Assessable learning outcomes:
Assessable outcomes
By the end of this module students will be able to:
• trace the development of the academic subject of archaeology
• identify many of the pioneers of archaeology in the old world
• recognise the personal and public motivations of these pioneering individuals, and their wider socio-political context
• identify the theoretical and technical methods of these scholars
• consider the influence these scholars had on contemporary and subsequent scholars, collectors, politicians, educators, etc.
• critically appraise primary sources for their work
• locate, organize, and synthesize a variety of resources for historiography
• effectively articulate arguments orally and in writing

Additional outcomes:
Students will develop oral presentation skills and IT skills while using web resources.

Outline content:
This module comprises a survey of the pioneering men and women from the end of the 18th century who explored, excavated and documented archaeological sites throughout the ‘old world’, particularly in the Mediterranean, Egypt & the Near East. These archaeologists emerged from a variety of backgrounds, having trained as artists, engineers, and businessmen as well as scholars. Although most of those who became famous were European or American, large numbers of local excavators and dealers played a part in the archaeological discoveries of the period, and this module aims to elucidate their story as well. Archaeologists encountered many challenges, working through wars, poor environmental conditions, and economic instability, and crossing political, racial & gender divisions. An understanding of the political, often colonial, context in which each of them worked helps us to understand the unique way in which the academic field of archaeology and related fields (anthropology, epigraphy, topography, museology etc.) have developed. We will identify and investigate primary material including that in the Ure Museum Archives (letters, photographs, maps and plans, etc.). The pioneers are surveyed chronologically but also thematically, so that study of each individual’s work will cast light on the evolution of an aspect or subfield of archaeology.

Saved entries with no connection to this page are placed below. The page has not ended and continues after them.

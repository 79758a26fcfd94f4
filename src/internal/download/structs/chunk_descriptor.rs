//! 分片规划：把 `[0, N)` 划分成连续不重叠、覆盖每个字节恰好一次的区间。

/// 一个分片的描述，规划完成后不再变更。
#[derive(Debug, Clone, Copy, PartialEq, Eq)]
pub struct ChunkDescriptor {
    /// 分片下标，从 0 开始
    pub index: usize,
    /// 起始字节（含）
    pub start: u64,
    /// 结束字节（含）
    pub end: u64,
    /// 预期字节数
    pub size: u64,
}

/// 把 `total` 字节划分为 `count` 份，返回每份的字节数。
///
/// 基础份额 `b = floor(total/count)`；余数全部加到倒数第二个分片上
/// （`count == 2` 时即分片 0）。临时分片文件的长度承载各分片的预期大小，
/// 跨重启续传依赖该放置方式，不可改动。
pub fn divide_chunks(total: u64, count: usize) -> Vec<u64> {
    let base = total / count as u64;
    let remainder = total - base * count as u64;

    (0..count)
        .map(|i| {
            if count >= 2 && i == count - 2 {
                base + remainder
            } else {
                base
            }
        })
        .collect()
}

/// 由大小序列推出各分片的起止区间。
pub fn plan_chunks(total: u64, count: usize) -> Vec<ChunkDescriptor> {
    let sizes = divide_chunks(total, count);
    let mut offset = 0u64;

    sizes
        .into_iter()
        .enumerate()
        .map(|(index, size)| {
            let chunk = ChunkDescriptor {
                index,
                start: offset,
                end: offset + size - 1,
                size,
            };
            offset += size;
            chunk
        })
        .collect()
}
//! 路径规划：确定输出目录、文件名与唯一的完整路径。
//!
//! 目录优先级：用户指定 > 扩展名分类规则 > 系统下载目录 > 当前目录。
//! 文件名优先级：用户指定 > 服务器建议名 > 默认名（按 Content-Type 补扩展名）。

use std::path::{Path, PathBuf};

use tracing::debug;

use crate::internal::download::structs::download_error::DownloadError;
use crate::internal::download::structs::user_preferences::UserPreferences;
use crate::internal::fsx::generate_unique_path;
use crate::internal::probe::functions::filename::default_filename;
use crate::internal::probe::ServerMetadata;
use crate::internal::settings::Settings;

/// 规划结果：任务的最终落盘位置。
#[derive(Debug, Clone)]
pub struct FilePlacement {
    /// 绝对输出目录
    pub dir: PathBuf,
    /// 输出文件名
    pub filename: String,
    /// 绝对完整路径
    pub full_path: PathBuf,
}

/// 规划路径时的参数（形参超过 3 个，用 struct 承载）。
pub struct PlanPathsParams<'a> {
    pub prefs: &'a UserPreferences,
    pub settings: &'a Settings,
    pub metadata: &'a ServerMetadata,
}

/// 规划输出位置：目录存在或可创建，文件名非空，路径保证唯一。
pub async fn plan_paths(params: PlanPathsParams<'_>) -> Result<FilePlacement, DownloadError> {
    let filename = resolve_filename(params.prefs, params.metadata);
    let dir = resolve_dir(params.prefs, params.settings, &filename);
    let dir = absolutize(&dir);

    tokio::fs::create_dir_all(&dir)
        .await
        .map_err(DownloadError::CreateDir)?;

    let unique = generate_unique_path(&dir.join(&filename));
    let filename = unique
        .file_name()
        .and_then(|n| n.to_str())
        .unwrap_or(&filename)
        .to_string();

    debug!(dir = %dir.display(), filename = %filename, "路径规划完成");

    Ok(FilePlacement {
        dir,
        full_path: unique,
        filename,
    })
}

/// 文件名三级回退。服务器建议名为空时直接走默认名。
fn resolve_filename(prefs: &UserPreferences, metadata: &ServerMetadata) -> String {
    if let Some(name) = prefs.filename.as_ref().filter(|n| !n.is_empty()) {
        return name.clone();
    }
    if !metadata.filename.is_empty() {
        return metadata.filename.clone();
    }
    default_filename(&metadata.content_type)
}

/// 目录回退链。分类规则仅在用户未指定目录时参与。
fn resolve_dir(prefs: &UserPreferences, settings: &Settings, filename: &str) -> PathBuf {
    if let Some(dir) = &prefs.output_dir {
        return dir.clone();
    }
    if let Some(dir) = settings.output_dir_for(filename) {
        return dir;
    }
    if let Some(dir) = dirs::download_dir() {
        return dir;
    }
    if let Some(home) = dirs::home_dir() {
        return home.join("Downloads");
    }
    std::env::current_dir().unwrap_or_else(|_| PathBuf::from("."))
}

/// 相对路径以当前目录为基准转绝对。
fn absolutize(dir: &Path) -> PathBuf {
    if dir.is_absolute() {
        dir.to_path_buf()
    } else {
        std::env::current_dir()
            .map(|cwd| cwd.join(dir))
            .unwrap_or_else(|_| dir.to_path_buf())
    }
}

Brief description of teaching and learning methods:
The module is comprised of two contact hours per week that constitute 18 one-hour meetings (twelve lectures and six seminars) and 1 two-hour meeting (museum visit). Seminars will revolve around students' presentations of their own work. Students will be expected to study primary as well as secondary sources, using objects in museums & archives and internet resources, as well as books.

Contact hours:
  Autumn Spring Summer
Lectures 12
Seminars 6
Fieldwork 2
       
Total hours by term 20.00
       
Total hours for module 20.00

Summative Assessment Methods:
Method Percentage
Written assignment including essay 50
Project output other than dissertation 50

Other information on summative assessment:
This module will be assessed by: (1) a blog concerning the life, work and impact of one archaeological pioneer, for which a portfolio is due in by 12 noon on the last day of term (50%); (4) one essay of about 3000 words on a topic chosen by the student and approved by the convenors, due in by 12 noon on the first Tuesday of the following term (50%).

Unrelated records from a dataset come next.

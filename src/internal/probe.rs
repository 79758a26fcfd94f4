//! 服务器探测模块：获取远程文件的元数据（文件名、大小、类型、Range 支持）。

pub mod functions;
pub mod structs;

pub use functions::fetch_metadata::{fetch_server_metadata, ProbeError};
pub use structs::server_metadata::ServerMetadata;
//! Navigable XML tree built from CloudStack responses.

use bytes::Bytes;
use quick_xml::events::Event;
use quick_xml::Reader;
use stacksign_core::{Error, Result};

/// A parsed CloudStack response.
///
/// Two documents are equal when their trees are; the raw body is not compared.
#[derive(Debug, Clone)]
pub struct Document {
    root: Element,
    body: Bytes,
}

impl PartialEq for Document {
    fn eq(&self, other: &Self) -> bool {
        self.root == other.root
    }
}

impl Eq for Document {}

/// One XML element: its local name, trimmed text and child elements.
///
/// Attributes are dropped; CloudStack does not use them.
#[derive(Debug, Clone, PartialEq, Eq)]
pub struct Element {
    name: String,
    text: String,
    children: Vec<Element>,
}

impl Document {
    /// Parse a response body.
    ///
    /// `status` is only used to build the error: a body that is not
    /// well-formed XML yields [`stacksign_core::ErrorKind::ResponseMalformed`]
    /// with `status` as code and the raw body attached.
    pub fn parse(status: u16, body: Bytes) -> Result<Self> {
        match parse_tree(&body) {
            Ok(root) => Ok(Self { root, body }),
            Err(reason) => Err(Error::response_malformed(
                u32::from(status),
                format!("response is not well-formed xml: {reason}"),
                body,
            )),
        }
    }

    /// The root element, e.g. `listzonesresponse`.
    pub fn root(&self) -> &Element {
        &self.root
    }

    /// The raw body this document was parsed from.
    pub fn body(&self) -> &Bytes {
        &self.body
    }

    /// First element named `name`, root included, in document order.
    pub fn find(&self, name: &str) -> Option<&Element> {
        self.root.find(name)
    }

    /// Every element named `name`, root included, in document order.
    pub fn find_all(&self, name: &str) -> Vec<&Element> {
        self.root.find_all(name)
    }

    /// Text of the first element named `name`.
    pub fn find_text(&self, name: &str) -> Option<&str> {
        self.root.find_text(name)
    }
}

impl Element {
    fn new(name: String) -> Self {
        Self {
            name,
            text: String::new(),
            children: Vec::new(),
        }
    }

    /// Local tag name.
    pub fn name(&self) -> &str {
        &self.name
    }

    /// Text directly inside this element, trimmed.
    pub fn text(&self) -> &str {
        self.text.trim()
    }

    /// Direct children.
    pub fn children(&self) -> &[Element] {
        &self.children
    }

    /// First direct child named `name`.
    pub fn child(&self, name: &str) -> Option<&Element> {
        self.children.iter().find(|c| c.name == name)
    }

    /// Direct children named `name`.
    pub fn children_named<'a>(&'a self, name: &'a str) -> impl Iterator<Item = &'a Element> + 'a {
        self.children.iter().filter(move |c| c.name == name)
    }

    /// First element named `name` in this subtree, depth first.
    pub fn find(&self, name: &str) -> Option<&Element> {
        if self.name == name {
            return Some(self);
        }
        self.children.iter().find_map(|c| c.find(name))
    }

    /// Every element named `name` in this subtree, depth first.
    pub fn find_all(&self, name: &str) -> Vec<&Element> {
        let mut found = Vec::new();
        self.collect(name, &mut found);
        found
    }

    /// Text of the first element named `name` in this subtree.
    pub fn find_text(&self, name: &str) -> Option<&str> {
        self.find(name).map(Element::text)
    }

    fn collect<'a>(&'a self, name: &str, found: &mut Vec<&'a Element>) {
        if self.name == name {
            found.push(self);
        }
        for c in &self.children {
            c.collect(name, found);
        }
    }
}

fn parse_tree(bs: &[u8]) -> std::result::Result<Element, String> {
    let mut reader = Reader::from_reader(bs);
    reader.config_mut().trim_text(true);

    let mut buf = Vec::new();
    let mut stack: Vec<Element> = Vec::new();
    let mut root: Option<Element> = None;

    loop {
        let event = reader
            .read_event_into(&mut buf)
            .map_err(|e| format!("{e} at position {}", reader.buffer_position()))?;

        match event {
            Event::Start(e) => {
                if root.is_some() {
                    return Err("element after the root element".to_string());
                }
                let name = String::from_utf8_lossy(e.local_name().as_ref()).into_owned();
                stack.push(Element::new(name));
            }
            Event::Empty(e) => {
                let name = String::from_utf8_lossy(e.local_name().as_ref()).into_owned();
                attach(&mut stack, &mut root, Element::new(name))?;
            }
            Event::End(_) => {
                let el = stack
                    .pop()
                    .ok_or_else(|| "end tag without start tag".to_string())?;
                attach(&mut stack, &mut root, el)?;
            }
            Event::Text(t) => {
                let text = t.unescape().map_err(|e| e.to_string())?;
                push_text(&mut stack, &text)?;
            }
            Event::CData(c) => {
                push_text(&mut stack, &String::from_utf8_lossy(&c))?;
            }
            Event::Eof => break,
            // Declarations, comments, processing instructions and doctypes.
            _ => {}
        }
        buf.clear();
    }

    if let Some(open) = stack.last() {
        return Err(format!("unexpected end of input inside <{}>", open.name));
    }
    root.ok_or_else(|| "no root element".to_string())
}

fn attach(
    stack: &mut [Element],
    root: &mut Option<Element>,
    el: Element,
) -> std::result::Result<(), String> {
    match stack.last_mut() {
        Some(parent) => parent.children.push(el),
        None if root.is_some() => return Err("more than one root element".to_string()),
        None => *root = Some(el),
    }
    Ok(())
}

fn push_text(stack: &mut [Element], text: &str) -> std::result::Result<(), String> {
    match stack.last_mut() {
        Some(el) => {
            el.text.push_str(text);
            Ok(())
        }
        None if text.trim().is_empty() => Ok(()),
        None => Err("text outside of the root element".to_string()),
    }
}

Formative assessment methods:

Penalties for late submission:
The Module Convenor will apply the following penalties for work submitted late, in accordance with the University policy.

  • where the piece of work is submitted up to one calendar week after the original deadline (or any formally agreed extension to the deadline): 10% of the total marks available for the piece of work will be deducted from the mark for each working day (or part thereof) following the deadline up to a total of five working days;
  • where the piece of work is submitted more than five working days after the original deadline (or any formally agreed extension to the deadline): a mark of zero will be recorded.

  • The University policy statement on penalties for late submission can be found at: http://www.reading.ac.uk/web/FILES/qualitysupport/penaltiesforlatesubmission.pdf
    You are strongly advised to ensure that coursework is submitted by the relevant deadline. You should note that it is advisable to submit work in an unfinished state rather than to fail to submit any work.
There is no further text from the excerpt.